Continued remittance inflows and a better-than-expected current account position could keep the Philippine peso in P51:$1 territory for the rest of year, ING Bank said on Monday.
“The second-quarter current account report and July remittance growth support our guarded optimism for USD/PHP,” the bank said in a market report.
The second quarter’s small current account surplus, it noted, came as an upside surprise after two consecutive quarters of deficits.
The current account—a major component of the balance of payments—posted $15-million surplus in the second quarter of 2017, a reversal from the $1.25-billion deficit recorded a year earlier. It brought the first-half result to a $234-million deficit, lower than the $424 billion posted in the comparable 2016 period.
“The surplus was achieved despite only modest 4 percent growth of structural inflows. Outsourcing revenue growth was only 7 percent. We expect a recovery of structural inflows in second-half 2017,” ING Bank said.
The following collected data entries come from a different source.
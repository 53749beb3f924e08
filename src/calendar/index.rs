use chrono::{NaiveDate, NaiveDateTime};

use super::event::CalendarEvent;

/// Events relevant to a calendar day: those starting on it, ending on it, or
/// whose interval overlaps any part of it. The third arm is what lets a
/// multi-day event show up on the days it merely passes through.
pub fn events_on_date(events: &[CalendarEvent], date: NaiveDate) -> Vec<&CalendarEvent> {
    let Some(day_start) = date.and_hms_opt(0, 0, 0) else {
        return Vec::new();
    };
    let Some(day_end) = date.and_hms_milli_opt(23, 59, 59, 999) else {
        return Vec::new();
    };

    events
        .iter()
        .filter(|event| {
            event.start.date() == date
                || event.end.date() == date
                || (event.start <= day_end && event.end >= day_start)
        })
        .collect()
}

/// Stable ascending sort by start time. Events with identical starts keep
/// their input order; callers rely on that for deterministic layout.
pub fn sort_by_start_time<'a>(events: &[&'a CalendarEvent]) -> Vec<&'a CalendarEvent> {
    let mut sorted = events.to_vec();
    sorted.sort_by_key(|event| event.start);
    sorted
}

/// Partitions events into maximal clusters of transitively overlapping
/// intervals, for side-by-side column layout. Single pass over the sorted
/// events, tracking the max end seen in the current cluster.
pub fn group_overlapping<'a>(events: &[&'a CalendarEvent]) -> Vec<Vec<&'a CalendarEvent>> {
    if events.is_empty() {
        return Vec::new();
    }

    let sorted = sort_by_start_time(events);
    let mut groups: Vec<Vec<&CalendarEvent>> = Vec::new();
    let mut current: Vec<&CalendarEvent> = Vec::new();
    let mut group_end: Option<NaiveDateTime> = None;

    for event in sorted {
        if let Some(end) = group_end
            && event.start >= end
            && !current.is_empty()
        {
            groups.push(std::mem::take(&mut current));
            group_end = None;
        }

        current.push(event);
        if group_end.is_none_or(|end| event.end > end) {
            group_end = Some(event.end);
        }
    }

    if !current.is_empty() {
        groups.push(current);
    }

    groups
}

#[cfg(test)]
mod tests {
    use super::*;
    use pretty_assertions::assert_eq;

    fn date(year: i32, month: u32, day: u32) -> NaiveDate {
        NaiveDate::from_ymd_opt(year, month, day).unwrap()
    }

    fn event_at(id: &str, day: NaiveDate, start: (u32, u32), end: (u32, u32)) -> CalendarEvent {
        event_spanning(id, day, start, day, end)
    }

    fn event_spanning(
        id: &str,
        start_day: NaiveDate,
        start: (u32, u32),
        end_day: NaiveDate,
        end: (u32, u32),
    ) -> CalendarEvent {
        CalendarEvent {
            id: id.to_string(),
            title: format!("Event {}", id),
            description: None,
            start: start_day.and_hms_opt(start.0, start.1, 0).unwrap(),
            end: end_day.and_hms_opt(end.0, end.1, 0).unwrap(),
            color: None,
            category: None,
        }
    }

    fn ids<'a>(events: &[&'a CalendarEvent]) -> Vec<&'a str> {
        events.iter().map(|e| e.id.as_str()).collect()
    }

    #[test]
    fn events_on_date_matches_start_day() {
        let day = date(2025, 1, 15);
        let other = date(2025, 1, 16);
        let events = vec![
            event_at("e1", day, (9, 0), (10, 0)),
            event_at("e2", other, (9, 0), (10, 0)),
        ];

        let found = events_on_date(&events, day);
        assert_eq!(ids(&found), vec!["e1"]);
    }

    #[test]
    fn events_on_date_matches_end_day() {
        let events = vec![event_spanning(
            "e1",
            date(2025, 1, 14),
            (22, 0),
            date(2025, 1, 15),
            (1, 0),
        )];

        let found = events_on_date(&events, date(2025, 1, 15));
        assert_eq!(found.len(), 1);
    }

    #[test]
    fn events_on_date_matches_day_inside_a_span() {
        // Starts before and ends after the queried day; only the interval
        // overlap arm can catch it.
        let events = vec![event_spanning(
            "e1",
            date(2025, 1, 14),
            (12, 0),
            date(2025, 1, 17),
            (12, 0),
        )];

        let found = events_on_date(&events, date(2025, 1, 15));
        assert_eq!(found.len(), 1);
    }

    #[test]
    fn events_on_date_is_idempotent_for_single_day_events() {
        let day = date(2025, 1, 15);
        let events = vec![
            event_at("e1", day, (9, 0), (10, 0)),
            event_at("e2", day, (11, 0), (12, 0)),
        ];

        let once: Vec<CalendarEvent> = events_on_date(&events, day)
            .into_iter()
            .cloned()
            .collect();
        let twice = events_on_date(&once, day);

        assert_eq!(twice.len(), once.len());
    }

    #[test]
    fn sort_by_start_time_orders_ascending() {
        let day = date(2025, 1, 15);
        let e1 = event_at("e1", day, (14, 0), (15, 0));
        let e2 = event_at("e2", day, (9, 0), (10, 0));
        let e3 = event_at("e3", day, (11, 0), (12, 0));

        let sorted = sort_by_start_time(&[&e1, &e2, &e3]);
        assert_eq!(ids(&sorted), vec!["e2", "e3", "e1"]);
    }

    #[test]
    fn sort_by_start_time_is_stable_for_equal_starts() {
        let day = date(2025, 1, 15);
        let e1 = event_at("e1", day, (9, 0), (11, 0));
        let e2 = event_at("e2", day, (9, 0), (9, 30));
        let e3 = event_at("e3", day, (9, 0), (10, 0));

        let sorted = sort_by_start_time(&[&e1, &e2, &e3]);
        assert_eq!(ids(&sorted), vec!["e1", "e2", "e3"]);
    }

    #[test]
    fn group_overlapping_of_nothing_is_empty() {
        assert!(group_overlapping(&[]).is_empty());
    }

    #[test]
    fn disjoint_events_form_singleton_groups() {
        let day = date(2025, 1, 15);
        let e1 = event_at("e1", day, (9, 0), (9, 30));
        let e2 = event_at("e2", day, (10, 0), (10, 30));
        let e3 = event_at("e3", day, (11, 0), (11, 30));

        let groups = group_overlapping(&[&e1, &e2, &e3]);
        assert_eq!(groups.len(), 3);
        for group in &groups {
            assert_eq!(group.len(), 1);
        }
    }

    #[test]
    fn overlapping_events_share_a_group() {
        let day = date(2025, 1, 15);
        let a = event_at("a", day, (9, 0), (9, 30));
        let b = event_at("b", day, (9, 15), (10, 0));
        let c = event_at("c", day, (11, 0), (11, 30));

        let groups = group_overlapping(&[&a, &b, &c]);

        assert_eq!(groups.len(), 2);
        assert_eq!(ids(&groups[0]), vec!["a", "b"]);
        assert_eq!(ids(&groups[1]), vec!["c"]);
    }

    #[test]
    fn chained_overlaps_stay_in_one_group() {
        // b bridges a and c even though a and c never intersect directly.
        let day = date(2025, 1, 15);
        let a = event_at("a", day, (9, 0), (10, 0));
        let b = event_at("b", day, (9, 30), (11, 0));
        let c = event_at("c", day, (10, 30), (12, 0));

        let groups = group_overlapping(&[&a, &b, &c]);
        assert_eq!(groups.len(), 1);
        assert_eq!(groups[0].len(), 3);
    }

    #[test]
    fn back_to_back_events_do_not_group() {
        let day = date(2025, 1, 15);
        let a = event_at("a", day, (9, 0), (10, 0));
        let b = event_at("b", day, (10, 0), (11, 0));

        let groups = group_overlapping(&[&a, &b]);
        assert_eq!(groups.len(), 2);
    }

    #[test]
    fn group_input_order_does_not_matter() {
        let day = date(2025, 1, 15);
        let a = event_at("a", day, (9, 0), (9, 30));
        let b = event_at("b", day, (9, 15), (10, 0));

        let forward = group_overlapping(&[&a, &b]);
        let reverse = group_overlapping(&[&b, &a]);

        assert_eq!(forward.len(), 1);
        assert_eq!(ids(&forward[0]), ids(&reverse[0]));
    }
}
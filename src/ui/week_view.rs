use chrono::NaiveDate;

use crate::app::AppState;
use crate::calendar::layout::{EventRect, SlotGeometry};
use crate::calendar::{grid, index, layout};

#[derive(Debug, Clone, PartialEq)]
pub struct WeekLayout {
    pub week_start: NaiveDate,
    pub days: Vec<DayColumn>,
}

#[derive(Debug, Clone, PartialEq)]
pub struct DayColumn {
    pub date: NaiveDate,
    pub is_selected: bool,
    pub is_today: bool,
    pub blocks: Vec<EventBlock>,
}

/// One positioned event on a day column: a vertical pixel span plus a
/// horizontal slot within its overlap group.
#[derive(Debug, Clone, PartialEq)]
pub struct EventBlock {
    pub event_id: String,
    pub title: String,
    pub color: Option<String>,
    pub start_label: String,
    pub end_label: String,
    pub rect: EventRect,
    pub slot: SlotGeometry,
}

pub fn calculate_layout(state: &AppState, today: NaiveDate, pixels_per_hour: f64) -> WeekLayout {
    let week = grid::week_grid(state.current_date);
    let week_start = week.first().copied().unwrap_or(state.current_date);

    let days = week
        .into_iter()
        .map(|date| {
            let events = index::events_on_date(state.store.events(), date);
            let groups = index::group_overlapping(&events);

            let mut blocks = Vec::new();
            for group in &groups {
                for (slot_index, event) in group.iter().enumerate() {
                    blocks.push(EventBlock {
                        event_id: event.id.clone(),
                        title: event.title.clone(),
                        color: event.color.clone(),
                        start_label: event.start.format("%H:%M").to_string(),
                        end_label: event.end.format("%H:%M").to_string(),
                        rect: layout::position(event, pixels_per_hour),
                        slot: layout::slot_geometry(group.len(), slot_index),
                    });
                }
            }

            DayColumn {
                date,
                is_selected: state.selected_date == Some(date),
                is_today: date == today,
                blocks,
            }
        })
        .collect();

    WeekLayout { week_start, days }
}

#[cfg(test)]
mod tests {
    use super::*;
    use crate::calendar::{EventDraft, EventStore, SequentialIdGenerator};
    use chrono::{Datelike, Weekday};

    fn date(year: i32, month: u32, day: u32) -> NaiveDate {
        NaiveDate::from_ymd_opt(year, month, day).unwrap()
    }

    fn app_at(anchor: NaiveDate) -> AppState {
        let mut app = AppState::new(EventStore::new(Box::new(SequentialIdGenerator::default())));
        app.current_date = anchor;
        app
    }

    fn add_event(app: &mut AppState, day: NaiveDate, start: (u32, u32), end: (u32, u32)) -> String {
        let draft = EventDraft {
            title: Some("Event".to_string()),
            start: day.and_hms_opt(start.0, start.1, 0),
            end: day.and_hms_opt(end.0, end.1, 0),
            ..EventDraft::default()
        };
        app.store.add(draft).unwrap().id
    }

    #[test]
    fn week_layout_spans_sunday_to_saturday() {
        // 2025-01-15 is a Wednesday.
        let app = app_at(date(2025, 1, 15));
        let layout = calculate_layout(&app, date(2025, 1, 15), 56.0);

        assert_eq!(layout.days.len(), 7);
        assert_eq!(layout.week_start, date(2025, 1, 12));
        assert_eq!(layout.days[0].date.weekday(), Weekday::Sun);
        assert_eq!(layout.days[6].date.weekday(), Weekday::Sat);
    }

    #[test]
    fn events_land_on_their_day_column() {
        let mut app = app_at(date(2025, 1, 15));
        add_event(&mut app, date(2025, 1, 15), (9, 0), (10, 0));
        add_event(&mut app, date(2025, 1, 16), (14, 0), (15, 0));

        let layout = calculate_layout(&app, date(2025, 1, 15), 56.0);

        // Wednesday is column 3 in a Sunday-aligned week.
        assert_eq!(layout.days[3].blocks.len(), 1);
        assert_eq!(layout.days[4].blocks.len(), 1);
        assert!(layout.days[0].blocks.is_empty());
    }

    #[test]
    fn block_rect_uses_the_hour_height() {
        let mut app = app_at(date(2025, 1, 15));
        add_event(&mut app, date(2025, 1, 15), (9, 0), (9, 30));

        let layout = calculate_layout(&app, date(2025, 1, 15), 64.0);
        let block = &layout.days[3].blocks[0];

        assert_eq!(block.rect.top, 576.0);
        assert_eq!(block.rect.height, 32.0);
        assert_eq!(block.start_label, "09:00");
        assert_eq!(block.end_label, "09:30");
    }

    #[test]
    fn overlapping_events_share_slot_widths() {
        let mut app = app_at(date(2025, 1, 15));
        let day = date(2025, 1, 15);
        add_event(&mut app, day, (9, 0), (9, 30));
        add_event(&mut app, day, (9, 15), (10, 0));
        add_event(&mut app, day, (11, 0), (11, 30));

        let layout = calculate_layout(&app, day, 56.0);
        let blocks = &layout.days[3].blocks;
        assert_eq!(blocks.len(), 3);

        // The two 9 o'clock events split the column; the 11 o'clock one has
        // it to itself.
        assert_eq!(blocks[0].slot.width_pct, 50.0);
        assert_eq!(blocks[0].slot.left_pct, 0.0);
        assert_eq!(blocks[1].slot.width_pct, 50.0);
        assert_eq!(blocks[1].slot.left_pct, 50.0);
        assert_eq!(blocks[2].slot.width_pct, 100.0);
    }

    #[test]
    fn selected_and_today_flags_mark_columns() {
        let mut app = app_at(date(2025, 1, 15));
        app.select_date(Some(date(2025, 1, 13)));

        let layout = calculate_layout(&app, date(2025, 1, 14), 56.0);

        assert!(layout.days[1].is_selected);
        assert!(layout.days[2].is_today);
        assert!(!layout.days[3].is_selected);
    }
}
The bank said it was “cautiously optimistic” that the current account for 2017 would be a surplus of around $450 million instead of the $600-million deficit forecast by the Bangko Sentral ng Pilipinas.
It said that third quarter overseas Filipino worker (OFW) remittances growth would likely be better than the 2 percent seen in the second quarter.
“The start of the third quarter looks promising. July OFW remittances were up 7.1 percent year-on-year,” ING noted, referring to the $2.28 billion in cash remittances, which only count money sent home via banks.
Some positive base effects helped since July 2016 remittances contracted by 5.4 percent year-on-year, it added.
“Seasonally strong inflows during the Christmas season together with expectations of BSP’s significant market influence underpin our P51 forecast for year-end,” it said.
Geopolitical tensions were blamed when the currency fell to P51 against the dollar last month.
The peso was already being described as Asia’s worst performer earlier in the year due to concerns over the current account, with some analysts predicting that it could hit P52 versus the greenback by the end of the year.
Economic managers have downplayed the impact of a weaker peso and Finance Secretary Carlos Dominguez 3rd has said the government would not intervene in the foreign exchange market.